The new assessments mean tax bills will go up next year across the state, with property values climbing from Pueblo to Denver to Mesa County. The moves range from 1 percent to 20 percent.
The median value of homes in eight Denver-area counties jumped anywhere from 6 to 11 percent. Boulder County had the biggest increase among that group. In Mesa County, the median increase was 20 percent, according to county assessor Ken Brownlee. That’s about double the increase the last time reappraisal notices went out in 2019, Brownlee said.
The large increase could lead more homeowners to appeal the decision, he said. Homeowners across the state can appeal between now and June 1.
“People are going to go – my house couldn’t have gone up that much,” Brownlee said.
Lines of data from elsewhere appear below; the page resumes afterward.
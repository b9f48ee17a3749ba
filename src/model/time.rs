// Date / date-time values as they travel on the wire (ISO-8601 strings)
use chrono::{DateTime, FixedOffset, NaiveDate, NaiveDateTime, NaiveTime, SecondsFormat, Utc};
use serde::{Deserialize, Deserializer, Serialize, Serializer};
use std::fmt;
use std::str::FromStr;

/// A calendar point in time: either a whole day or an instant with an offset.
#[derive(Debug, Clone, Copy, PartialEq, Eq, Hash)]
pub enum EventTime {
    Date(NaiveDate),
    DateTime(DateTime<FixedOffset>),
}

#[derive(Debug, Clone, PartialEq, Eq, thiserror::Error)]
#[error("invalid ISO-8601 date or date-time `{0}`")]
pub struct InvalidEventTime(pub String);

impl EventTime {
    pub fn date(year: i32, month: u32, day: u32) -> Option<Self> {
        NaiveDate::from_ymd_opt(year, month, day).map(Self::Date)
    }

    pub fn is_date_only(&self) -> bool {
        matches!(self, Self::Date(_))
    }

    /// Milliseconds since the unix epoch. Date-only values count from midnight UTC.
    pub fn timestamp_millis(&self) -> i64 {
        match self {
            Self::Date(d) => d.and_time(NaiveTime::MIN).and_utc().timestamp_millis(),
            Self::DateTime(dt) => dt.timestamp_millis(),
        }
    }

    pub fn to_utc(&self) -> DateTime<Utc> {
        match self {
            Self::Date(d) => d.and_time(NaiveTime::MIN).and_utc(),
            Self::DateTime(dt) => dt.with_timezone(&Utc),
        }
    }

    pub fn naive_date(&self) -> NaiveDate {
        match self {
            Self::Date(d) => *d,
            Self::DateTime(dt) => dt.date_naive(),
        }
    }
}

impl From<NaiveDate> for EventTime {
    fn from(value: NaiveDate) -> Self {
        Self::Date(value)
    }
}

impl From<DateTime<Utc>> for EventTime {
    fn from(value: DateTime<Utc>) -> Self {
        Self::DateTime(value.fixed_offset())
    }
}

impl FromStr for EventTime {
    type Err = InvalidEventTime;

    fn from_str(s: &str) -> Result<Self, Self::Err> {
        let trimmed = s.trim();
        if let Ok(date) = NaiveDate::parse_from_str(trimmed, "%Y-%m-%d") {
            return Ok(Self::Date(date));
        }
        if let Ok(dt) = DateTime::parse_from_rfc3339(trimmed) {
            return Ok(Self::DateTime(dt));
        }
        // No offset: read as UTC
        if let Ok(naive) = NaiveDateTime::parse_from_str(trimmed, "%Y-%m-%dT%H:%M:%S%.f") {
            return Ok(Self::DateTime(naive.and_utc().fixed_offset()));
        }
        Err(InvalidEventTime(s.to_string()))
    }
}

impl fmt::Display for EventTime {
    fn fmt(&self, f: &mut fmt::Formatter<'_>) -> fmt::Result {
        match self {
            Self::Date(d) => write!(f, "{}", d.format("%Y-%m-%d")),
            Self::DateTime(dt) => write!(f, "{}", dt.to_rfc3339_opts(SecondsFormat::AutoSi, true)),
        }
    }
}

impl Serialize for EventTime {
    fn serialize<S: Serializer>(&self, serializer: S) -> Result<S::Ok, S::Error> {
        serializer.collect_str(self)
    }
}

impl<'de> Deserialize<'de> for EventTime {
    fn deserialize<D: Deserializer<'de>>(deserializer: D) -> Result<Self, D::Error> {
        let raw = String::deserialize(deserializer)?;
        raw.parse().map_err(serde::de::Error::custom)
    }
}
use crate::controller::{DateSelection, InteractionController};
use crate::model::{Event, SortBy, sorted_indices};
use chrono::{Days, Local, NaiveDate, NaiveTime, TimeDelta};
use ratatui::widgets::ListState;

pub struct AppState {
    pub events: Vec<Event>,
    pub view_indices: Vec<usize>,
    pub sort_by: SortBy,
    pub list_state: ListState,
    pub cursor_date: NaiveDate,
    /// Extra days the pending selection covers past `cursor_date`.
    pub range_days: u64,
    /// Start of a timed selection; `None` selects whole days.
    pub start_time: Option<NaiveTime>,
    pub controller: InteractionController,
    pub message: String,
    pub loading: bool,
}

impl AppState {
    pub fn new(sort_by: SortBy) -> Self {
        let mut l_state = ListState::default();
        l_state.select(Some(0));
        Self {
            events: vec![],
            view_indices: vec![],
            sort_by,
            list_state: l_state,
            cursor_date: Local::now().date_naive(),
            range_days: 0,
            start_time: None,
            controller: InteractionController::new(),
            message: "a: Add | Enter: Edit | s: Sort | r: Reload | q: Quit".to_string(),
            loading: true,
        }
    }

    pub fn set_events(&mut self, events: Vec<Event>) {
        self.events = events;
        self.recalculate_view();
    }

    pub fn toggle_sort(&mut self) {
        self.sort_by = self.sort_by.toggle();
        self.recalculate_view();
    }

    pub fn recalculate_view(&mut self) {
        self.view_indices = sorted_indices(&self.events, self.sort_by);
        let sel = self.list_state.selected().unwrap_or(0);
        if self.view_indices.is_empty() {
            self.list_state.select(Some(0));
        } else if sel >= self.view_indices.len() {
            self.list_state.select(Some(self.view_indices.len() - 1));
        }
    }

    pub fn selected_event(&self) -> Option<&Event> {
        let view_idx = self.list_state.selected()?;
        let idx = *self.view_indices.get(view_idx)?;
        self.events.get(idx)
    }

    pub fn next(&mut self) {
        let len = self.view_indices.len();
        if len == 0 {
            return;
        }
        let i = match self.list_state.selected() {
            Some(i) if i + 1 < len => i + 1,
            _ => 0,
        };
        self.list_state.select(Some(i));
    }

    pub fn previous(&mut self) {
        let len = self.view_indices.len();
        if len == 0 {
            return;
        }
        let i = match self.list_state.selected() {
            Some(0) | None => len - 1,
            Some(i) => i - 1,
        };
        self.list_state.select(Some(i));
    }

    pub fn shift_day(&mut self, days: i64) {
        let step = Days::new(days.unsigned_abs());
        let moved = if days >= 0 {
            self.cursor_date.checked_add_days(step)
        } else {
            self.cursor_date.checked_sub_days(step)
        };
        if let Some(date) = moved {
            self.cursor_date = date;
        }
    }

    pub fn extend_range(&mut self, days: i64) {
        self.range_days = self.range_days.saturating_add_signed(days);
    }

    /// Switches between whole days and a timed slot starting at 09:00.
    pub fn toggle_timed(&mut self) {
        self.start_time = match self.start_time {
            Some(_) => None,
            None => NaiveTime::from_hms_opt(9, 0, 0),
        };
    }

    /// Moves the start of a timed selection, wrapping within the day.
    pub fn shift_time(&mut self, minutes: i64) {
        if let Some(time) = self.start_time {
            self.start_time = Some(time.overflowing_add_signed(TimeDelta::minutes(minutes)).0);
        }
    }

    pub fn last_day(&self) -> NaiveDate {
        self.cursor_date
            .checked_add_days(Days::new(self.range_days))
            .unwrap_or(self.cursor_date)
    }

    /// What `a` would select right now. A timed slot starts on the cursor day
    /// and ends an hour past the same time on the last day, in UTC.
    pub fn pending_selection(&self) -> DateSelection {
        match self.start_time {
            None => DateSelection::days(self.cursor_date, self.last_day()),
            Some(time) => {
                let start = self.cursor_date.and_time(time).and_utc();
                let end = self.last_day().and_time(time).and_utc() + TimeDelta::hours(1);
                DateSelection::timed(start, end)
            }
        }
    }

    /// Opens the entry form for the pending selection and resets the range.
    pub fn compose_on_cursor(&mut self) -> bool {
        let opened = self.controller.select(self.pending_selection());
        if opened {
            self.range_days = 0;
        }
        opened
    }

    /// Opens the entry form for the highlighted event.
    pub fn edit_selected(&mut self) -> bool {
        let Some(event) = self.selected_event().cloned() else {
            return false;
        };
        self.controller.click(&event)
    }
}

#[cfg(test)]
mod tests {
    use super::*;
    use crate::model::{EventTime, Priority};
    use crate::sync::Intent;

    fn state_with_events() -> AppState {
        let mut state = AppState::new(SortBy::ByDate);
        state.set_events(vec![
            Event::new("1", "A", EventTime::date(2024, 1, 10).unwrap()),
            Event::new("2", "B", EventTime::date(2024, 1, 5).unwrap())
                .with_priority(Priority::High),
        ]);
        state
    }

    #[test]
    fn selection_follows_the_sorted_view() {
        let mut state = state_with_events();
        assert_eq!(state.selected_event().unwrap().id, "2");
        state.next();
        assert_eq!(state.selected_event().unwrap().id, "1");
        state.next();
        assert_eq!(state.selected_event().unwrap().id, "2");
        state.previous();
        assert_eq!(state.selected_event().unwrap().id, "1");
    }

    #[test]
    fn selection_is_clamped_when_the_list_shrinks() {
        let mut state = state_with_events();
        state.list_state.select(Some(1));
        state.set_events(vec![Event::new(
            "1",
            "A",
            EventTime::date(2024, 1, 10).unwrap(),
        )]);
        assert_eq!(state.list_state.selected(), Some(0));
    }

    #[test]
    fn edit_selected_prefills_the_form() {
        let mut state = state_with_events();
        assert!(state.edit_selected());
        assert_eq!(state.controller.form().title, "B");
        assert_eq!(state.controller.form().priority, Priority::High);
    }

    #[test]
    fn compose_uses_the_cursor_day() {
        let mut state = AppState::new(SortBy::ByDate);
        state.cursor_date = NaiveDate::from_ymd_opt(2024, 2, 28).unwrap();
        state.shift_day(2);
        assert_eq!(state.cursor_date, NaiveDate::from_ymd_opt(2024, 3, 1).unwrap());
        assert!(state.compose_on_cursor());
        assert!(state.controller.is_form_open());
    }

    #[test]
    fn multi_day_selection_reaches_the_add_intent() {
        let mut state = AppState::new(SortBy::ByDate);
        state.cursor_date = NaiveDate::from_ymd_opt(2024, 1, 30).unwrap();
        state.extend_range(3);
        assert_eq!(state.last_day(), NaiveDate::from_ymd_opt(2024, 2, 2).unwrap());
        assert!(state.compose_on_cursor());
        assert_eq!(state.range_days, 0);

        for c in "Offsite".chars() {
            state.controller.form_mut().enter_char(c);
        }
        match state.controller.submit() {
            Some(Intent::Add(candidate)) => {
                assert_eq!(candidate.title, "Offsite");
                assert_eq!(candidate.start, EventTime::date(2024, 1, 30));
                assert_eq!(candidate.end, EventTime::date(2024, 2, 3));
                assert!(candidate.all_day);
            }
            other => panic!("expected an add intent, got {other:?}"),
        }
    }

    #[test]
    fn timed_selection_is_not_all_day() {
        let mut state = AppState::new(SortBy::ByDate);
        state.cursor_date = NaiveDate::from_ymd_opt(2024, 1, 10).unwrap();
        state.shift_time(30);
        assert_eq!(state.start_time, None);
        state.toggle_timed();
        state.shift_time(-30);
        assert_eq!(state.start_time, NaiveTime::from_hms_opt(8, 30, 0));

        let selection = state.pending_selection();
        assert!(!selection.all_day);
        assert_eq!(selection.start.to_string(), "2024-01-10T08:30:00Z");
        assert_eq!(
            selection.end.map(|e| e.to_string()).as_deref(),
            Some("2024-01-10T09:30:00Z")
        );
    }

    #[test]
    fn range_never_goes_below_a_single_day() {
        let mut state = AppState::new(SortBy::ByDate);
        state.extend_range(-2);
        assert_eq!(state.range_days, 0);
        assert_eq!(state.last_day(), state.cursor_date);
    }
}
impl FieldSpec {
    /// A field with no processing steps
    pub fn raw(source: Source) -> Self {
        Self {
            name: String::new(),
            source,
            required: true,
            default: Value::Null,
            description: String::new(),
            enum_values: None,
            steps: Vec::new(),
        }
    }

    /// Integer field; attach limits with [`FieldSpec::bounds`]
    pub fn int(source: Source) -> Self {
        Self::raw(source).step(Step::Coerce(Primitive::Int))
    }

    /// Float field; attach limits with [`FieldSpec::bounds`]
    pub fn float(source: Source) -> Self {
        Self::raw(source).step(Step::Coerce(Primitive::Float))
    }

    /// String field without length checks or trimming
    pub fn basic_string(source: Source) -> Self {
        Self::raw(source).step(Step::Coerce(Primitive::Str))
    }

    /// String field, trimmed before an (initially unbounded) length check
    pub fn string(source: Source) -> Self {
        Self::basic_string(source).step(Step::Length(LengthLimit::default()))
    }

    pub fn bool(source: Source) -> Self {
        Self::raw(source).step(Step::Coerce(Primitive::Bool))
    }

    /// Comma separated list whose tokens are processed by `element`
    pub fn csv(source: Source, element: FieldSpec) -> Self {
        Self::raw(source).step(Step::EachCsv(Box::new(element)))
    }

    /// Append a processing step
    pub fn step(mut self, step: Step) -> Self {
        self.steps.push(step);
        self
    }

    /// Set numeric bounds, replacing any bounds step already present
    pub fn bounds(mut self, bounds: Bounds) -> Self {
        match self.steps.iter_mut().find(|s| matches!(s, Step::Bounds(_))) {
            Some(step) => *step = Step::Bounds(bounds),
            None => self.steps.push(Step::Bounds(bounds)),
        }
        self
    }

    /// Set length limits, replacing any length step already present
    pub fn length(mut self, limit: LengthLimit) -> Self {
        match self.steps.iter_mut().find(|s| matches!(s, Step::Length(_))) {
            Some(step) => *step = Step::Length(limit),
            None => self.steps.push(Step::Length(limit)),
        }
        self
    }

    /// Explicit wire name; otherwise the registry key is used
    pub fn named(mut self, name: &str) -> Self {
        self.name = name.to_string();
        self
    }

    pub fn required(mut self, required: bool) -> Self {
        self.required = required;
        self
    }

    pub fn optional(self) -> Self {
        self.required(false)
    }

    pub fn default_value(mut self, default: Value) -> Self {
        self.default = default;
        self
    }

    pub fn description(mut self, description: &str) -> Self {
        self.description = description.to_string();
        self
    }

    pub fn enum_values(mut self, values: Vec<Value>) -> Self {
        self.enum_values = Some(values);
        self
    }

    pub fn name(&self) -> &str {
        &self.name
    }

    pub fn source(&self) -> Source {
        self.source
    }

    pub fn is_required(&self) -> bool {
        self.required
    }

    pub fn default(&self) -> &Value {
        &self.default
    }

    pub fn get_description(&self) -> &str {
        &self.description
    }

    pub fn get_enum_values(&self) -> Option<&[Value]> {
        self.enum_values.as_deref()
    }

    pub fn steps(&self) -> &[Step] {
        &self.steps
    }

    /// The primitive the field coerces into, if any
    pub fn primitive(&self) -> Option<Primitive> {
        self.steps.iter().find_map(|s| match s {
            Step::Coerce(p) => Some(*p),
            _ => None,
        })
    }

    /// Fill in the wire name from the registry key unless one was given explicitly.
    /// List elements without a name inherit the owning field's name.
    pub(crate) fn bind_name(&mut self, key: &str) {
        if self.name.is_empty() {
            self.name = key.to_string();
        }
        let owner = self.name.clone();
        for step in &mut self.steps {
            if let Step::EachCsv(element) = step {
                if element.name.is_empty() {
                    element.name = owner.clone();
                }
            }
        }
    }

    /// Reads, checks and converts this field from the active request.
    ///
    /// The raw value is fetched from the field's [`Source`]. An absent or empty value falls back
    /// to the default (an absent required field is an error); otherwise the value runs through
    /// the processing steps in order.
    ///
    /// # Arguments
    ///
    /// * `req` - The request being handled
    ///
    /// # Returns
    ///
    /// The processed value, the default, or `null` for an optional field without one.
    ///
    /// # Errors
    ///
    /// Returns [`Error::Validation`] when the field is required but missing, is supplied more
    /// than once, or fails conversion or a limit check.
    pub fn resolve(&self, req: &dyn RequestContext) -> Result<Value> {
        let raw = self.request_data(req)?;
        let data = match raw {
            RawValue::Present(Value::String(ref s)) if s.is_empty() => None,
            RawValue::Present(value) => Some(value),
            RawValue::Absent => None,
        };

        let data = match data {
            Some(data) => data,
            None => {
                if self.required {
                    return Err(Error::validation(format!("FIELD {} is required", self.name)));
                }
                debug!("Field {} absent, using default", self.name);
                return Ok(self.default.clone());
            }
        };

        let result = self.process(data)?;
        if let Some(allowed) = self.enum_values.as_ref().filter(|v| !v.is_empty()) {
            if self.required && !allowed.iter().any(|v| values_equal(v, &result)) {
                return Err(Error::validation(format!(
                    "FIELD {} must be a value of {}",
                    self.name,
                    Value::Array(allowed.clone())
                )));
            }
        }
        Ok(result)
    }

    /// Run the processing pipeline over an already fetched value
    pub fn process(&self, value: Value) -> Result<Value> {
        self.steps
            .iter()
            .try_fold(value, |value, step| step.apply(&self.name, value))
    }

    fn request_data(&self, req: &dyn RequestContext) -> Result<RawValue> {
        let source = match self.source {
            Source::Path => {
                return Ok(req
                    .view_arg(&self.name)
                    .map_or(RawValue::Absent, RawValue::Present));
            }
            Source::Json => match req.json() {
                Some(body) if !body.is_null() => {
                    return Ok(body
                        .get(&self.name)
                        .cloned()
                        .map_or(RawValue::Absent, RawValue::Present));
                }
                _ => Source::Form,
            },
            other => other,
        };

        let mut values = match source {
            Source::Args => req.args(&self.name),
            _ => req.form(&self.name),
        };
        match values.len() {
            0 => Ok(RawValue::Absent),
            1 => Ok(RawValue::Present(Value::String(values.remove(0)))),
            _ => Err(Error::validation(format!(
                "multi values form field {} is not to be supported!",
                self.name
            ))),
        }
    }
}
Values in El Paso County saw similar increases of between 15 and 20 percent, according to county assessor Steve Shleiker.
Assessments homeowners are getting in the mail now don’t even include the runaway rise in home prices over the last 10 months. The appraisal period ran from January 2019 through June 2020. In the Denver metro, median property values are up more than 17 percent since last June, according to the realtor association, which would be on top of assessments arriving in mailboxes this month.
Low interest rates and a shortage of homes for sale is driving price gains across the U.S. In Colorado, the number of homes on the market has been at record lows since last summer, leading to bidding wars and locking a growing number of would-be first-time homebuyers out of the market.
The booming housing market wasn’t what experts forecasted when COVID-19 shut down the economy last March. Physical distancing protocols and financial uncertainty brought real estate deals to a standstill in the early days of the pandemic. But that changed after just a few months.
“I didn’t think people would be out and about buying houses and going crazy the way they are,” said Pueblo County Assessor Frank Beltran. “It doesn’t seem to be slowing down right now… We’ve still got a lot of people paying top dollar.”
The rise in home prices was smaller in Pueblo than in some other counties. Still, it’s a big enough jump that some people will be unpleasantly surprised, especially if they thought the brief slowdown when the pandemic hit last spring would put a stop to the rise in values.
Pueblo’s median increase was 1.25 percent, up from 1.19 percent in 2019, Beltran said.
The plunge in oil prices at the start of last year appears to have slowed appreciation in some areas. In Weld County, the epicenter of Colorado’s energy business, the median increase for residential properties in the new assessments was 8 percent, down from 15 percent during the last reappraisal period, according to county assessor Brenda Dones.
County assessors base their calculation on sales of similar homes nearby.